Task to carry out
Filter the entries that follow, copying every line in which the word "None" appears.

*** Data extracts

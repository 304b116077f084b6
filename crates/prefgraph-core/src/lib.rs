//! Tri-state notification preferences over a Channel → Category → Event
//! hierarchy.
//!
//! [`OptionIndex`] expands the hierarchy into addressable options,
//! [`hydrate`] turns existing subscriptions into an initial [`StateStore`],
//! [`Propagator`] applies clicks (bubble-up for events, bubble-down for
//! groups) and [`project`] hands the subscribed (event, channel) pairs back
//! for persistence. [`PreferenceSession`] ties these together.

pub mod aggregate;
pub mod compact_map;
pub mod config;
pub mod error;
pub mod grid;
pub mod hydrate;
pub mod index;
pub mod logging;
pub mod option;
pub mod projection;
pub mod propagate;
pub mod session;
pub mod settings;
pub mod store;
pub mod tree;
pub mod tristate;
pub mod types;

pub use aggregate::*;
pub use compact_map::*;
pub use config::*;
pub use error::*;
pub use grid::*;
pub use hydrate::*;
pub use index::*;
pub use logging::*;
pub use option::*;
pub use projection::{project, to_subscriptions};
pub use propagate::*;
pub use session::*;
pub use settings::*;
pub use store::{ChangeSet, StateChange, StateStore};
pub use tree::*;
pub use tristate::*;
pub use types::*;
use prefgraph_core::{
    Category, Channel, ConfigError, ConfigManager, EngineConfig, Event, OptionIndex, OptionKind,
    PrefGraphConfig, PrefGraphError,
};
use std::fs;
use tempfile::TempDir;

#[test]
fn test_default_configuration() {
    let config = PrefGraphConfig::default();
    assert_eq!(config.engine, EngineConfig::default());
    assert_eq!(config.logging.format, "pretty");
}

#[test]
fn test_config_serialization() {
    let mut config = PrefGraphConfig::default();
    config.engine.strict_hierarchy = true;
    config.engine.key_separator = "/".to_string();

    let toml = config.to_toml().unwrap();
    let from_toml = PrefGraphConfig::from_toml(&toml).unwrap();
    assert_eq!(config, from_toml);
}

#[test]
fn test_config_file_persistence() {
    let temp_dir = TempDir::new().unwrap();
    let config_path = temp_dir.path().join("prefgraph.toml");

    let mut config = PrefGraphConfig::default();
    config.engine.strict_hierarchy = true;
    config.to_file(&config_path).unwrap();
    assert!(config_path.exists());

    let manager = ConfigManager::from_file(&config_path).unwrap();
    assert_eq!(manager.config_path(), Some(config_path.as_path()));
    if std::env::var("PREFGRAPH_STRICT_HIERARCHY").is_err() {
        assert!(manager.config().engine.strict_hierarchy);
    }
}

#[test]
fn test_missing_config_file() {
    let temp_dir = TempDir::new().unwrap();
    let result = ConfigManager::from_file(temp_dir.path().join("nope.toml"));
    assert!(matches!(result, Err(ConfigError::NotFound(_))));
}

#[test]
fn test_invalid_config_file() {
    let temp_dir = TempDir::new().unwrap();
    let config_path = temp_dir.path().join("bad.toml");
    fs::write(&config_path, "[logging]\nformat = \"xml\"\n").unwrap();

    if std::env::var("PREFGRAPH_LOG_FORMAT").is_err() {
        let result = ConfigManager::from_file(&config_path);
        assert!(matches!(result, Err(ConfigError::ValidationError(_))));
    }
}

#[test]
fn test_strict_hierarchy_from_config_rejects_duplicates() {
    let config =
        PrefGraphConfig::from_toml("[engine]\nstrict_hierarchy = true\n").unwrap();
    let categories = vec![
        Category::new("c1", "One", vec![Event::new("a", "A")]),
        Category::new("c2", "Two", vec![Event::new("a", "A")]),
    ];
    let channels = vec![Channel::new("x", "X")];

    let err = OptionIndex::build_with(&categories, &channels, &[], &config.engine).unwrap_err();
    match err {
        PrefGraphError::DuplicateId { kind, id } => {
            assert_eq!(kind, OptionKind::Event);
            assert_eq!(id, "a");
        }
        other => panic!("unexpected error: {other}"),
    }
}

******
*** Data extracts

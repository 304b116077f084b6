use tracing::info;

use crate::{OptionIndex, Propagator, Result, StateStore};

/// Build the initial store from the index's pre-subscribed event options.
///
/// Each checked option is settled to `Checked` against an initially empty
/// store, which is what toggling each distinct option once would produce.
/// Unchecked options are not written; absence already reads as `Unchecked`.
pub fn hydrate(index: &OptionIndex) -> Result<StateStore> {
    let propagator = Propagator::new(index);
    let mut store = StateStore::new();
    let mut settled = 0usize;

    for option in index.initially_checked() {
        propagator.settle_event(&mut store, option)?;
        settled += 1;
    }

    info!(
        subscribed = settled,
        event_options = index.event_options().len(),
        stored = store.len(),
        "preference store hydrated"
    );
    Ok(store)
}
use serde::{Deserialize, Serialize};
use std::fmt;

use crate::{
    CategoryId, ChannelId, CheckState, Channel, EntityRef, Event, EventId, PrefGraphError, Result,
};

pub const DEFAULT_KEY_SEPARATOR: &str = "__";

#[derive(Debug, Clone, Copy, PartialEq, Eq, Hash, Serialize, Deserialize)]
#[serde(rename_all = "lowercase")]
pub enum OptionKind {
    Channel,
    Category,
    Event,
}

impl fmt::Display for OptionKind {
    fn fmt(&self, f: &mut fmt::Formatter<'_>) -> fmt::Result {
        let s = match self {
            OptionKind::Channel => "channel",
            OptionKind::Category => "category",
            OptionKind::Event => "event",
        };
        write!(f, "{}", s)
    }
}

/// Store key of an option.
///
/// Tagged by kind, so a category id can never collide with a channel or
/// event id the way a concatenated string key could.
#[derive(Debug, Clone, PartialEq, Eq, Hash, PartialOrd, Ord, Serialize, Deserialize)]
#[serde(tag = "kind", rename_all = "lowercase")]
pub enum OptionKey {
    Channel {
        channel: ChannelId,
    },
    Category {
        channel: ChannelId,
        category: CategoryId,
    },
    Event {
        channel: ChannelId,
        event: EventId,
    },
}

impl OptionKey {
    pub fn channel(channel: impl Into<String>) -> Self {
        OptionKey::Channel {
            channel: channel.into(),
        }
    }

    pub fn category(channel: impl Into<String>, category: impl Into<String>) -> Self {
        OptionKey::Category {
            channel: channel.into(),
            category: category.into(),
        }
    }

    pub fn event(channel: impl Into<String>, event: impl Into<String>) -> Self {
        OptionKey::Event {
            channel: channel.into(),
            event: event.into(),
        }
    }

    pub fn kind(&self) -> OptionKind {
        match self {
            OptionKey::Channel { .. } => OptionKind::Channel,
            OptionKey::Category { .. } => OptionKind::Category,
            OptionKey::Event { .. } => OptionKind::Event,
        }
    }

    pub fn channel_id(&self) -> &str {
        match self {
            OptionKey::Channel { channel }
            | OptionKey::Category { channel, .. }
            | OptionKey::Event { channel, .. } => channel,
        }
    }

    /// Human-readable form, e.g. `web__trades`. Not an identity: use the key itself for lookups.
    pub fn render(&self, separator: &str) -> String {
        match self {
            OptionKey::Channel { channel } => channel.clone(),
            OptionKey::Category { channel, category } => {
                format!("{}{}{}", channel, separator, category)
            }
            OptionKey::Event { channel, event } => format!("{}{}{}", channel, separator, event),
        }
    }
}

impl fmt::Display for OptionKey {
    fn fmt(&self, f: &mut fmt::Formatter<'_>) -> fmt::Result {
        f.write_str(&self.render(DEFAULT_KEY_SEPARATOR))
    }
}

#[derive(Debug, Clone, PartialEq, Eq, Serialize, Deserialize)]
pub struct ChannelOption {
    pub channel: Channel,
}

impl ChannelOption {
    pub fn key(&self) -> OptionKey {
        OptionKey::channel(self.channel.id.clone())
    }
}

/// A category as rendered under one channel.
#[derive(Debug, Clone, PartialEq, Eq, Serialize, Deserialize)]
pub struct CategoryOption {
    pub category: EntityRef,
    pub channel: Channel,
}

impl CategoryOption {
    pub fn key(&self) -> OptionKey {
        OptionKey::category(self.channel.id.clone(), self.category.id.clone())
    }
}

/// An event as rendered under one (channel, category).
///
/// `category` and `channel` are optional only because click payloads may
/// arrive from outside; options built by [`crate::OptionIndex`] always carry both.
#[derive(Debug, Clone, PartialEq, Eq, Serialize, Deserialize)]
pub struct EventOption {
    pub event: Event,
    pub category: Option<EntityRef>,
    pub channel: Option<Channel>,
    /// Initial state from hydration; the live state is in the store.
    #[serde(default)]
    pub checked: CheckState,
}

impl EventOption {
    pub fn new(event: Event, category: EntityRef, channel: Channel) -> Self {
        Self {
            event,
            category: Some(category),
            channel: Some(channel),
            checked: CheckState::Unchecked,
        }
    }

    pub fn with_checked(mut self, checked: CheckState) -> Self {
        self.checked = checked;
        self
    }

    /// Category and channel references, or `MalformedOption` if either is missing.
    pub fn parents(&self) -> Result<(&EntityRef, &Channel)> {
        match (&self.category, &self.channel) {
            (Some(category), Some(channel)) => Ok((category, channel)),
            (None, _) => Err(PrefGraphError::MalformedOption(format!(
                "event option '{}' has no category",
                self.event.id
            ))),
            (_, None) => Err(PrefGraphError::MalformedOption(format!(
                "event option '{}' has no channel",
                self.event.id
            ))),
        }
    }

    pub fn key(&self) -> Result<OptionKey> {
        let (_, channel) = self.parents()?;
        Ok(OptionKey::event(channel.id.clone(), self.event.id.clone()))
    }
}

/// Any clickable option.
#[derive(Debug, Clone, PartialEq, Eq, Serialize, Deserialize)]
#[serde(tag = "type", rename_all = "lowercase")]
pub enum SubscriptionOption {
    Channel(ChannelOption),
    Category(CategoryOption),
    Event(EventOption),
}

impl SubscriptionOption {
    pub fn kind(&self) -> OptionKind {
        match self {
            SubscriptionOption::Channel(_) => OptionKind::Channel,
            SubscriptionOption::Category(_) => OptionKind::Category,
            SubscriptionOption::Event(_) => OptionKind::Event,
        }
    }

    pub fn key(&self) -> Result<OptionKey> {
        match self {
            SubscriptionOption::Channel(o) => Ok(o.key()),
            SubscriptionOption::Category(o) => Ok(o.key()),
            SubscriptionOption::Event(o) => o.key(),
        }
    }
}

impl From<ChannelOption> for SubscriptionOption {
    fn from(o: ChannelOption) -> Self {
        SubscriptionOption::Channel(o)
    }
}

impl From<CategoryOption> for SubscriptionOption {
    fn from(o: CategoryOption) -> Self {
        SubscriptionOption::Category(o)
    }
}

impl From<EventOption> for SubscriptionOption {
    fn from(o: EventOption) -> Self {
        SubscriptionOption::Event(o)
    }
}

******

Solution below
            (None, _) => Err(PrefGraphError::MalformedOption(format!(
            (_, None) => Err(PrefGraphError::MalformedOption(format!(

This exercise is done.